-- RECORDS TO USE follows --

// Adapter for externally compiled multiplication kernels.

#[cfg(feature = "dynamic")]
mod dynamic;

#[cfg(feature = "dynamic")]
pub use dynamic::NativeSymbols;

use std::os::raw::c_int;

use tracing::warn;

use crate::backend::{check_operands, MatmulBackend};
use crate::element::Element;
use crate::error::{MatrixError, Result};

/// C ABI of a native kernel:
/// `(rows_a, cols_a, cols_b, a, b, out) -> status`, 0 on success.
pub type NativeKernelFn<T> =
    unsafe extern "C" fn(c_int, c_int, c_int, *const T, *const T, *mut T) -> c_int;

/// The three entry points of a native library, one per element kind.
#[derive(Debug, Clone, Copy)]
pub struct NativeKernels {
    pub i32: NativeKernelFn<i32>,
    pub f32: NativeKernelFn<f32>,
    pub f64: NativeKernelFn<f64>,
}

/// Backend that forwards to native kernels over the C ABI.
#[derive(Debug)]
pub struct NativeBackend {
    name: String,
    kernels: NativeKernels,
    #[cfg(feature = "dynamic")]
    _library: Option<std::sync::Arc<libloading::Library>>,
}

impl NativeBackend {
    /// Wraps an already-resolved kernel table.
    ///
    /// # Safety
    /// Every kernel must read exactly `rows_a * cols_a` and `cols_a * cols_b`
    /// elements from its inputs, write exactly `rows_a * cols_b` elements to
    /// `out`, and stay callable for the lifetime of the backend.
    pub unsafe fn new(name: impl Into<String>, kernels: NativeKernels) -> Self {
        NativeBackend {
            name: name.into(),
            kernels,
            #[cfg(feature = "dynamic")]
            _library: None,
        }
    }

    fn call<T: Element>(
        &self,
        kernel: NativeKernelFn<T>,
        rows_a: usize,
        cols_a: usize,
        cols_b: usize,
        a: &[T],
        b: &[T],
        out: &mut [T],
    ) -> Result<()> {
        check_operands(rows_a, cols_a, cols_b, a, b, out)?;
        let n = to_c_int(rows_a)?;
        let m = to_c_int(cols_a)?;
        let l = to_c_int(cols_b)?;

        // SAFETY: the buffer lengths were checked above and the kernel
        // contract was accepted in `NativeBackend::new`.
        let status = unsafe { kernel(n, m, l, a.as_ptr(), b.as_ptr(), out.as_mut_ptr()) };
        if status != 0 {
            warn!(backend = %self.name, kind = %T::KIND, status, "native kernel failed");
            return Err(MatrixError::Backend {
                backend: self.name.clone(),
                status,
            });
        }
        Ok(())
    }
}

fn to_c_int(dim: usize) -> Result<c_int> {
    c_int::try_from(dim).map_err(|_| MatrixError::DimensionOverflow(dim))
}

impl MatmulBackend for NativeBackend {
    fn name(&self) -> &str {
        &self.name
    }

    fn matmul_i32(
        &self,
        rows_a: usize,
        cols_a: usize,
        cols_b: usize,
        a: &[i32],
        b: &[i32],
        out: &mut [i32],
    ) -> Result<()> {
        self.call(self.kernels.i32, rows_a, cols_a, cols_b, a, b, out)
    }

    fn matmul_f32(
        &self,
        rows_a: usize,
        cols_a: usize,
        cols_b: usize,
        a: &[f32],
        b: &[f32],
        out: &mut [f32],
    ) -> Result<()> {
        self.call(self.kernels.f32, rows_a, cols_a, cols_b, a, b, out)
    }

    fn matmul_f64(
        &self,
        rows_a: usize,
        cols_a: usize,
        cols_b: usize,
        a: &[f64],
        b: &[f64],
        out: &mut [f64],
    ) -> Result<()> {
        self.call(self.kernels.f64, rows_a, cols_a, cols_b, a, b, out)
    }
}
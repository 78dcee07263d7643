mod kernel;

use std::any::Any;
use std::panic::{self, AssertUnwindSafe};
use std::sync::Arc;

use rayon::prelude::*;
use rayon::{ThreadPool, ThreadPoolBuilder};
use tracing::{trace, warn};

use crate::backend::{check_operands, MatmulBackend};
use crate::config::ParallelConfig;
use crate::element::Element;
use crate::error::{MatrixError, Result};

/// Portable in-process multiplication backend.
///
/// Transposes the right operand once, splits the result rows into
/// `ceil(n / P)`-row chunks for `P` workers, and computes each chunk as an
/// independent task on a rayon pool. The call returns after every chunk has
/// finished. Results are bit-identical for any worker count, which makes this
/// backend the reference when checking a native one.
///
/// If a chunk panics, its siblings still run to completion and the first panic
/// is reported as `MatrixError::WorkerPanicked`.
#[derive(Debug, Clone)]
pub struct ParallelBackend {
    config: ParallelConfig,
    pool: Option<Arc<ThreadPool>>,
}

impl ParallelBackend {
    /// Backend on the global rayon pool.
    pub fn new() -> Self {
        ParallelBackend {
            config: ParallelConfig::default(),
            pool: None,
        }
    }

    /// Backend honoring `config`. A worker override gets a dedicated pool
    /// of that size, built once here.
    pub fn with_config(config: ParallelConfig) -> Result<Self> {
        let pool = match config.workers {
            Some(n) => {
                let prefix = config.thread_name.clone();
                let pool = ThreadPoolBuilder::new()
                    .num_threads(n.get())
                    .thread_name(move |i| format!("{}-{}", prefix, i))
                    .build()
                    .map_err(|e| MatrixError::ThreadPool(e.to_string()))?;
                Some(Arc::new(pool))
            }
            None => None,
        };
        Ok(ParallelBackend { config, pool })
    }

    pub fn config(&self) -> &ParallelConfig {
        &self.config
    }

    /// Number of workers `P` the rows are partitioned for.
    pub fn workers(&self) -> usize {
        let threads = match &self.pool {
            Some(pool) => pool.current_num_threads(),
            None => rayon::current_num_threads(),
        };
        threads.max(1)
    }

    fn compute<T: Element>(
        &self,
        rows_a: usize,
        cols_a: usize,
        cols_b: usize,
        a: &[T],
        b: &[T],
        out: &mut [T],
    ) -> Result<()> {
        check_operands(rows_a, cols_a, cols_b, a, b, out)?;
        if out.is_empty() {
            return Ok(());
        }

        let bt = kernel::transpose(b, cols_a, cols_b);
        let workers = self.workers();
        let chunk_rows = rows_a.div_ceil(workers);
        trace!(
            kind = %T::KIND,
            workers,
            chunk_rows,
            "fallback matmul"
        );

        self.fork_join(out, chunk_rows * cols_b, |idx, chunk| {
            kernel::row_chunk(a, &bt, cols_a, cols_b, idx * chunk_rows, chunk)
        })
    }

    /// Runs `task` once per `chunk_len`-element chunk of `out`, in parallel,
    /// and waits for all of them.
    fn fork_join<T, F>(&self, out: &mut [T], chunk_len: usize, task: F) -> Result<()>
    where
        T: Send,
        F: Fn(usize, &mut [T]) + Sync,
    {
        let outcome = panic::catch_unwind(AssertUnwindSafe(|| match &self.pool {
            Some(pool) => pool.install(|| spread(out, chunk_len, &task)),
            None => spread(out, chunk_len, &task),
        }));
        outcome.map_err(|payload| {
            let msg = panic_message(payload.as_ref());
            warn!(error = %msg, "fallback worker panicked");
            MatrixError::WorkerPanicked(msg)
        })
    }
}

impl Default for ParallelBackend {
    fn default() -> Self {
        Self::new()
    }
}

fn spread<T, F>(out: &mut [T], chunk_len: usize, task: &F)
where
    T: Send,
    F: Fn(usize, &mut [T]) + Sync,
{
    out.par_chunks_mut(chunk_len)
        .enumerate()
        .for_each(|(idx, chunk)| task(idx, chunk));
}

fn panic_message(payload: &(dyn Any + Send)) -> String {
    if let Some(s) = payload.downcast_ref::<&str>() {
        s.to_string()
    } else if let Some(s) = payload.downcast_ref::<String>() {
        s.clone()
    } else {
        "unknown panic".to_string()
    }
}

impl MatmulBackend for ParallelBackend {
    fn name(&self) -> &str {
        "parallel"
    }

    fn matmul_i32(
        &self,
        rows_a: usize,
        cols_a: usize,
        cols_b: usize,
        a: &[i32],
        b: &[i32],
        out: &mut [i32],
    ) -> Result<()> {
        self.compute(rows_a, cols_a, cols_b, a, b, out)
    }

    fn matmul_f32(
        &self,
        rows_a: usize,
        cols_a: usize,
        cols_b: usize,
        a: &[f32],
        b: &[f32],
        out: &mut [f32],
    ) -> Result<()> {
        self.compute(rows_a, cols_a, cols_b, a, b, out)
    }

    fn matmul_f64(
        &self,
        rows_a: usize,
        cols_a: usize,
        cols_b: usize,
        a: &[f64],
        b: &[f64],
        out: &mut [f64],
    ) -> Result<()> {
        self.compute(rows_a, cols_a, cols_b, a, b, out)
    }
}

-- RECORDS TO USE concluded --

[TASK STATEMENT] Using the records above, copy word for word the line with "self.call(self.kernels.i32, rows_a, cols_a, cols_b, a, b, out)", the line with "use crate::config::ParallelConfig;", and every line between them.

[ANSWER SECTION]
        self.call(self.kernels.i32, rows_a, cols_a, cols_b, a, b, out)
    }

    fn matmul_f32(
        &self,
        rows_a: usize,
        cols_a: usize,
        cols_b: usize,
        a: &[f32],
        b: &[f32],
        out: &mut [f32],
    ) -> Result<()> {
        self.call(self.kernels.f32, rows_a, cols_a, cols_b, a, b, out)
    }

    fn matmul_f64(
        &self,
        rows_a: usize,
        cols_a: usize,
        cols_b: usize,
        a: &[f64],
        b: &[f64],
        out: &mut [f64],
    ) -> Result<()> {
        self.call(self.kernels.f64, rows_a, cols_a, cols_b, a, b, out)
    }
}
repository 78dcee07263d7643
mod kernel;

use std::any::Any;
use std::panic::{self, AssertUnwindSafe};
use std::sync::Arc;

use rayon::prelude::*;
use rayon::{ThreadPool, ThreadPoolBuilder};
use tracing::{trace, warn};

use crate::backend::{check_operands, MatmulBackend};
use crate::config::ParallelConfig;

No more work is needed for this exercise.